The law is intended to prevent teachers from telling students that homosexuality is immoral.

Thomasson's take: "If you can't say anything negative (about homosexuality) … that means you have to promote it."

So, again, I must apologize for not saying anything negative about badminton. I hope my fervent support of this lawn game has not offended those of you who prefer croquet.

While I'm at it, I should also apologize for constantly pressuring my readers to love and accept carpet mold, swordfish, Sweet-n-Low, brothels, Idaho, and the St. Louis Blues.

I am ashamed of myself.

My regret would not be so intense if it weren't for something I read in a recent Bangor Daily News column by Pastor Lee Witting.

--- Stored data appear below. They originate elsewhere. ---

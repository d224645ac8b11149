/// One alert per contiguous run of "available" readings.
#[derive(Debug, Default, Clone)]
pub struct AlertDeduplicator {
    alerted_for_current_availability: bool,
}

impl AlertDeduplicator {
    pub fn new() -> Self {
        Self::default()
    }

    /// Returns true when this reading opens a new availability run.
    pub fn on_available(&mut self) -> bool {
        let should_alert = !self.alerted_for_current_availability;
        self.alerted_for_current_availability = true;
        should_alert
    }

    pub fn on_unavailable(&mut self) {
        self.alerted_for_current_availability = false;
    }
}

Witting wrote about this law, telling his readers that it prohibits the use of the term “mom and dad” in public schools so as not to offend kids with homosexual parents. He also said a similar regulation had been instituted in Britain against the the terms “mum and dad.”

As someone with more than three functioning brain cells, I immediately suspected this was complete hogwash; such a bill would never be signed into law by a Republican governor, not even a steroid-crazed one from California.

I emailed Witting and asked him to tell me where he got this info. He was kind enough to reply with a link to a website called WorldNet Daily, a pseudo-news organization with an obvious conservative agenda (the giant Ronald Regan T-shirt ad was my first clue).

A quick Google search turns up other sites, some of which repeat WorldNet Daily's claims about the law, and some of which identify them as products of a false “e-rumor.”

Whom to believe?

Eventually I hacked my way into the California legislature's public database and read (gasp!) the actual law itself. It says: “No teacher shall give instruction nor shall a school district sponsor any activity that reflects adversely upon persons because of their race or ethnicity, gender, disability, nationality, sexual orientation, or religion.”

As the Sacramento Bee points out, the law “does not specify what kinds of statements or activities would 'reflect adversely' upon gays.”

So it turns out Pastor Witting and WorldNet Daily were spreading lies.

At least, that's how it looks until you read between the lines.

Just like if you've been reading between the lines of this column, you would realize I'm actually trying to convince you to convert your children to a diet of monkey entrails.

You have to be careful where you get your information these days.